There was some reaction to the numbers on a call to discuss the results. US Venture Partners' Steve Krausz:

"What we saw in '06 was a return to early-stage. I think it is some of the freeing up of capacity. I also think it represents a better valuation scenario and a better M&A environment. Acquirers have been willing to pay a little bit more, and the IPO market, although it was small in numbers, has picked up a little bit." Looking ahead, Krausz is interested in wireless infrastructure, wireline growth driven largely by video, monetizing ad revenue in video and social networking, as well as casual gaming, business analytics and software as a service.

Boston-based Polaris Venture Partners' Terry McGuire:

He said during the call that the growth in life sciences is due to three things: positive M&A exits as well as companies that had gone public in earlier years doing well, so evidence of dollars well-invested; an increased need from pharmaceutical and med tech companies for products to fill their pipeline; and later-stage deals.
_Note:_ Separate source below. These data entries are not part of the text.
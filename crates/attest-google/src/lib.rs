//! Google Sheets and Drive backends for Attest.
//!
//! Talks directly to the REST surfaces with [`reqwest`]; authentication
//! is the service-account JWT bearer flow. The Sheets backend implements
//! [`attest_core::ledger::Ledger`], the Drive backend
//! [`attest_core::storage::DocumentStore`].

pub mod auth;
pub mod drive;
pub mod error;
pub mod sheets;

pub use auth::{ServiceAccountKey, TokenProvider};
pub use drive::DriveStore;
pub use error::{Error, Result};
pub use sheets::SheetsLedger;

/// Turn a non-2xx response into [`Error::Api`], keeping the body text for
/// diagnosis.
pub(crate) async fn check_status(response: reqwest::Response) -> Result<reqwest::Response> {
  let status = response.status();
  if status.is_success() {
    Ok(response)
  } else {
    Err(Error::Api {
      status: status.as_u16(),
      body:   response.text().await.unwrap_or_default(),
    })
  }
}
Some hot life sciences areas right now include: platform technologies, proteins, startups addressing pandemics and products, and smart devices to deliver therapeutics and spinouts. "If I look at 2007, I expect it to be a lot like 2006 — a good year of growth, a good year of opportunity."

Despite the optimism, activity may be peaking. Investment for the fourth quarter, which totaled $5.7 billion spread across 802 deals, was down from the $6.6 billion invested in 862 deals in the previous quarter — and the lowest for any quarter in 2006 — but it marked a slight, $20 million increase over the fourth quarter of 2005.